Regarding the importance of TgAb, Chen et al. have reported that breaking B cell self-tolerance occurred first for Tg and subsequently for TPO, and TgAb arose first followed later by TPOAb in HT [19]. Hence, it is important to elucidate the nature and location of pathogenic TgAb epitopes. It has been proved that the epitopes on Tg recognized by human autoantibodies are conformational and restricted to certain parts of the molecule. Analysis of the epitopes recognized by PB2 using Tg fragments (fusion proteins or digestion products) [20] might be helpful in identification of the location of some important Tg epitopes in future.

In our study, the six commercial antibodies were used as probes to determine the epitope recognition patterns of TgAb in HT, because these antibodies did not react with the same epitopes on Tg based on the cross-inhibition results. Previous observations on human and murine TgAb have revealed that there might be an incomplete overlap between the two species probe antibodies [21, 22], and TgAb from immunized mice might recognize the epitopes outside human antigenic determinants [7]. Further studies are needed to confirm whether Tg epitope specificities are phenotypical markers for predicting HT progression by using human monoclonal Tg autoantibodies.

In conclusion, our study demonstrates that HT patients with different thyroid functional status exhibit different Tg epitope recognition patterns.
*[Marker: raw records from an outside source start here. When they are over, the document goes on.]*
use clap::Args;
use gloo::timers::callback::{Interval, Timeout};
use pairup_core as game;
use pairup_core::{
    BoardConfig, Count, EngineEvent, GridSize, MatchEngine, RandomDeckGenerator, ResolveTicket,
    ScoreRecord, ScoreRecorder, ScoreStore, Stopwatch, Theme, TileId,
};
use yew::prelude::*;

use crate::leaderboard::{LeaderboardView, RankedEntries, leaderboard_entries};
use crate::player::NameDialog;
use crate::storage::LocalStorageBackend;
use crate::utils::*;

const NOTICE_MILLIS: u32 = 3_000;

#[derive(Clone, Debug, PartialEq)]
pub(crate) enum Msg {
    SelectTile(TileId),
    Resolve(ResolveTicket),
    UpdateTime,
    NewGame,
    ChangeTheme(Theme),
    ChangeGrid(GridSize),
    DismissNotice,
    ToggleLeaderboard,
    NamePlayer(String),
}

#[derive(Copy, Clone, Debug, PartialEq)]
struct CompletionNotice {
    moves: Count,
    secs: u32,
    new_best: bool,
}

#[derive(Properties, Clone, PartialEq)]
struct TileProps {
    id: TileId,
    face: Option<String>,
    #[prop_or_default]
    matched: bool,
    #[prop_or_default]
    locked: bool,
    callback: Callback<TileId>,
}

#[function_component(TileView)]
fn tile_component(props: &TileProps) -> Html {
    let TileProps {
        id,
        face,
        matched,
        locked,
        callback,
    } = props.clone();

    let class = classes!(
        "tile",
        face.is_some().then_some("revealed"),
        matched.then_some("matched"),
    );
    let label = face.unwrap_or_else(|| "?".to_string());

    let onclick = Callback::from(move |_: MouseEvent| {
        log::trace!("tile {} clicked", id);
        callback.emit(id);
    });

    html! {
        <button {class} {onclick} disabled={locked}>{label}</button>
    }
}

#[derive(Args, Properties, Debug, Clone, PartialEq)]
pub(crate) struct GameProps {
    /// Force a seed instead of random
    #[arg(short, long)]
    pub(crate) seed: Option<u64>,
}

pub(crate) struct GameView {
    config: BoardConfig,
    engine: Option<MatchEngine>,
    recorder: ScoreRecorder<LocalStorageBackend, BrowserClock>,
    player_name: Option<String>,
    best: Option<ScoreRecord>,
    seed: u64,
    stopwatch: Stopwatch,
    prev_time: u32,
    notice: Option<CompletionNotice>,
    /// Ranked scores while the leaderboard is open.
    leaderboard: Option<RankedEntries>,
    pending_resolve: Option<Timeout>,
    notice_timeout: Option<Timeout>,
    _timer_interval: Interval,
}

impl GameView {
    fn engine_mut(&mut self) -> Option<&mut MatchEngine> {
        if self.engine.is_none() {
            let generator = RandomDeckGenerator::new(self.seed);
            match MatchEngine::new(self.config, generator) {
                Ok(engine) => self.engine = Some(engine),
                Err(err) => {
                    log::error!(
                        "Could not deal a {} {} board: {}",
                        self.config.grid,
                        self.config.theme,
                        err
                    );
                }
            }
        }
        self.engine.as_mut()
    }

    fn get_time(&self) -> u32 {
        self.stopwatch.elapsed_secs(utc_now())
    }

    fn moves(&self) -> Count {
        self.engine.as_ref().map_or(0, |engine| engine.moves())
    }

    fn matched_pairs(&self) -> Count {
        self.engine.as_ref().map_or(0, |engine| engine.matched_pairs())
    }

    fn progress_percent(&self) -> u8 {
        self.engine
            .as_ref()
            .map_or(0, |engine| engine.progress_percent())
    }

    fn select_tile(&mut self, ctx: &Context<Self>, id: TileId) -> bool {
        if self.player_name.is_none() {
            log::debug!("waiting for a player name");
            return false;
        }

        let Some(engine) = self.engine_mut() else {
            return false;
        };
        let outcome = match engine.select_tile(id) {
            Ok(outcome) => outcome,
            Err(err) => {
                log::error!("Rejected tile selection: {}", err);
                return false;
            }
        };

        if outcome.has_update() {
            self.stopwatch.start(utc_now());
        }
        if let Some(ticket) = outcome.ticket() {
            let link = ctx.link().clone();
            let delay = game::RESOLVE_DELAY.as_millis() as u32;
            self.pending_resolve = Some(Timeout::new(delay, move || {
                link.send_message(Msg::Resolve(ticket))
            }));
        }
        outcome.has_update()
    }

    fn resolve(&mut self, ctx: &Context<Self>, ticket: ResolveTicket) -> bool {
        self.pending_resolve = None;
        let Some(engine) = self.engine.as_mut() else {
            return false;
        };
        let outcome = engine.resolve(ticket);
        log::debug!("resolved pair: {:?}", outcome);

        let config = engine.config();
        let events: Vec<EngineEvent> = engine.drain_events().collect();
        for event in events {
            match event {
                EngineEvent::Completed { moves } => self.on_completed(ctx, config, moves),
                other => log::trace!("engine event: {:?}", other),
            }
        }
        outcome.has_update()
    }

    fn on_completed(&mut self, ctx: &Context<Self>, config: BoardConfig, moves: Count) {
        let now = utc_now();
        self.stopwatch.stop(now);

        let record = self.recorder.record_completion(config, moves);
        let new_best = record.is_some();
        if new_best {
            self.best = record;
            if self.leaderboard.is_some() {
                self.leaderboard = Some(leaderboard_entries(self.recorder.store()));
            }
        }

        self.notice = Some(CompletionNotice {
            moves,
            secs: self.stopwatch.elapsed_secs(now),
            new_best,
        });
        let link = ctx.link().clone();
        self.notice_timeout = Some(Timeout::new(NOTICE_MILLIS, move || {
            link.send_message(Msg::DismissNotice)
        }));
    }

    /// Replaces the running game. Dropping the pending timeout cancels its callback and the engine
    /// rejects any ticket that still slips through.
    fn new_game(&mut self, config: BoardConfig) {
        self.pending_resolve = None;
        self.notice_timeout = None;
        self.notice = None;
        self.stopwatch = Stopwatch::new();
        self.prev_time = 0;

        if self.config != config {
            self.best = self.recorder.store().get(config.grid, config.theme);
        }
        self.config = config;

        let reset = self.engine.as_mut().map(|engine| {
            engine.reset(config)?;
            engine
                .drain_events()
                .for_each(|event| log::trace!("engine event: {:?}", event));
            Ok::<_, game::GameError>(())
        });
        if let Some(Err(err)) = reset {
            log::error!("Could not reset game: {}", err);
            self.engine = None;
        }
    }

    fn name_player(&mut self, name: &str) -> bool {
        match self.recorder.store_mut().set_player_name(name) {
            Ok(name) => {
                self.player_name = Some(name);
                true
            }
            Err(err) => {
                log::warn!("Could not save player name: {}", err);
                false
            }
        }
    }

    fn create_timer(ctx: &Context<Self>) -> Interval {
        let link = ctx.link().clone();
        Interval::new(1_000, move || link.send_message(Msg::UpdateTime))
    }

    fn view_board(&self, ctx: &Context<Self>) -> Html {
        let side = self.config.grid.side();
        let style = format!("grid-template-columns: repeat({}, 1fr)", side);
        let callback = ctx.link().callback(Msg::SelectTile);

        let tiles: Html = match self.engine.as_ref() {
            Some(engine) => engine
                .board()
                .tiles()
                .iter()
                .map(|tile| {
                    let id = tile.id();
                    let face = tile.face().map(str::to_string);
                    let matched = tile.is_matched();
                    let locked = !engine.can_select(id);
                    html! {
                        <TileView key={id} {id} {face} {matched} {locked} callback={callback.clone()}/>
                    }
                })
                .collect(),
            None => (0..self.config.grid.tile_count())
                .map(|id| {
                    html! {
                        <TileView key={id} {id} face={None::<String>} callback={callback.clone()}/>
                    }
                })
                .collect(),
        };

        html! {
            <div class="board" {style}>{tiles}</div>
        }
    }

    fn view_stats(&self) -> Html {
        let pair_count = self.config.pair_count();
        let progress = self.progress_percent();
        let best = self
            .best
            .as_ref()
            .map(|record| html! { <p class="best">{format!("Best Score (Moves): {}", record.moves)}</p> });

        html! {
            <section class="stats">
                <dl>
                    <dt>{"Moves"}</dt><dd>{self.moves()}</dd>
                    <dt>{"Time"}</dt><dd>{game::format_elapsed(self.get_time())}</dd>
                    <dt>{"Pairs"}</dt><dd>{format!("{}/{}", self.matched_pairs(), pair_count)}</dd>
                </dl>
                <progress max="100" value={progress.to_string()}>{format!("{}%", progress)}</progress>
                {for best}
            </section>
        }
    }

    fn view_controls(&self, ctx: &Context<Self>) -> Html {
        let themes = Theme::ALL.into_iter().map(|theme| {
            let class = classes!((theme == self.config.theme).then_some("selected"));
            let onclick = ctx.link().callback(move |_: MouseEvent| Msg::ChangeTheme(theme));
            html! {
                <button {class} {onclick}>{format!("{} {}", theme.icon(), theme.label())}</button>
            }
        });
        let grids = GridSize::ALL.into_iter().map(|grid| {
            let class = classes!((grid == self.config.grid).then_some("selected"));
            let onclick = ctx.link().callback(move |_: MouseEvent| Msg::ChangeGrid(grid));
            html! {
                <button {class} {onclick}>{format!("{} {}", grid.label(), grid)}</button>
            }
        });

        html! {
            <section class="controls">
                <h3>{"Theme"}</h3>
                <nav>{for themes}</nav>
                <h3>{"Difficulty"}</h3>
                <nav>{for grids}</nav>
                <button onclick={ctx.link().callback(|_| Msg::NewGame)}>{"New Game"}</button>
                <button onclick={ctx.link().callback(|_| Msg::ToggleLeaderboard)}>{"Leaderboard"}</button>
            </section>
        }
    }

    fn view_notice(&self) -> Html {
        let Some(notice) = self.notice else {
            return html! {};
        };
        html! {
            <article class="notice">
                <h2>{"🎉 Congratulations!"}</h2>
                <p>{format!("You completed the game in {} moves and {}s!", notice.moves, notice.secs)}</p>
                if notice.new_best {
                    <p class="best">{"✨ New Personal Best!"}</p>
                }
            </article>
        }
    }
}

impl Component for GameView {
    type Message = Msg;
    type Properties = GameProps;

    fn create(ctx: &Context<Self>) -> Self {
        let config = BoardConfig::default();
        let store = ScoreStore::new(LocalStorageBackend);
        let player_name = store.player_name();
        let best = store.get(config.grid, config.theme);

        Self {
            config,
            engine: None,
            recorder: ScoreRecorder::new(store, BrowserClock),
            player_name,
            best,
            seed: ctx.props().seed.unwrap_or_else(js_random_seed),
            stopwatch: Stopwatch::new(),
            prev_time: 0,
            notice: None,
            leaderboard: None,
            pending_resolve: None,
            notice_timeout: None,
            _timer_interval: GameView::create_timer(ctx),
        }
    }

    fn update(&mut self, ctx: &Context<Self>, msg: Self::Message) -> bool {
        use Msg::*;

        match msg {
            SelectTile(id) => self.select_tile(ctx, id),
            Resolve(ticket) => self.resolve(ctx, ticket),
            UpdateTime => {
                let time = self.get_time();
                if self.prev_time != time {
                    self.prev_time = time;
                    true
                } else {
                    false
                }
            }
            NewGame => {
                self.new_game(self.config);
                true
            }
            ChangeTheme(theme) => {
                self.new_game(BoardConfig::new(self.config.grid, theme));
                true
            }
            ChangeGrid(grid) => {
                self.new_game(BoardConfig::new(grid, self.config.theme));
                true
            }
            DismissNotice => {
                self.notice_timeout = None;
                self.notice.take().is_some()
            }
            ToggleLeaderboard => {
                self.leaderboard = match self.leaderboard {
                    Some(_) => None,
                    None => Some(leaderboard_entries(self.recorder.store())),
                };
                true
            }
            NamePlayer(name) => self.name_player(&name),
        }
    }

    fn view(&self, ctx: &Context<Self>) -> Html {
        let on_name = ctx.link().callback(Msg::NamePlayer);

        html! {
            <div class="pairup">
                <header>
                    <h1>{"PairUp"}</h1>
                    <p>{"Test your memory skills with card-flipping gameplay"}</p>
                </header>
                <main>
                    {self.view_board(ctx)}
                    {self.view_notice()}
                </main>
                <aside>
                    {self.view_stats()}
                    {self.view_controls(ctx)}
                </aside>
                if let Some(entries) = self.leaderboard.clone() {
                    <LeaderboardView {entries}/>
                }
                <NameDialog open={self.player_name.is_none()} on_submit={on_name}/>
            </div>
        }
    }
}
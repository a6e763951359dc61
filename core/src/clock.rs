use chrono::{DateTime, Utc};
use web_time::{SystemTime, UNIX_EPOCH};

pub trait Clock {
    fn now(&self) -> DateTime<Utc>;
}

/// Wall clock that also works on `wasm32-unknown-unknown`.
#[derive(Copy, Clone, Debug, Default, PartialEq, Eq)]
pub struct SystemClock;

impl Clock for SystemClock {
    fn now(&self) -> DateTime<Utc> {
        let millis = SystemTime::now()
            .duration_since(UNIX_EPOCH)
            .map_or(0, |elapsed| elapsed.as_millis() as i64);
        DateTime::from_timestamp_millis(millis).unwrap_or_default()
    }
}

#[derive(Copy, Clone, Debug, PartialEq, Eq)]
pub struct FixedClock(pub DateTime<Utc>);

impl FixedClock {
    pub fn from_millis(millis: i64) -> Self {
        Self(DateTime::from_timestamp_millis(millis).unwrap_or_default())
    }
}

impl Clock for FixedClock {
    fn now(&self) -> DateTime<Utc> {
        self.0
    }
}

impl<C: Clock + ?Sized> Clock for &C {
    fn now(&self) -> DateTime<Utc> {
        (**self).now()
    }
}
Epitope specificities of TgAb might be helpful in predicting HT progression. More studies on thyroid autoantibodies might provide a different way to investigate the pathogenesis of HT.

Acknowledgements

This work was supported by the National Natural Science Foundation (no. 30800530) and Beijing Natural Science Foundation (no. 7082096).

Disclosure

The authors have declared no conflicts of interest concerning this paper.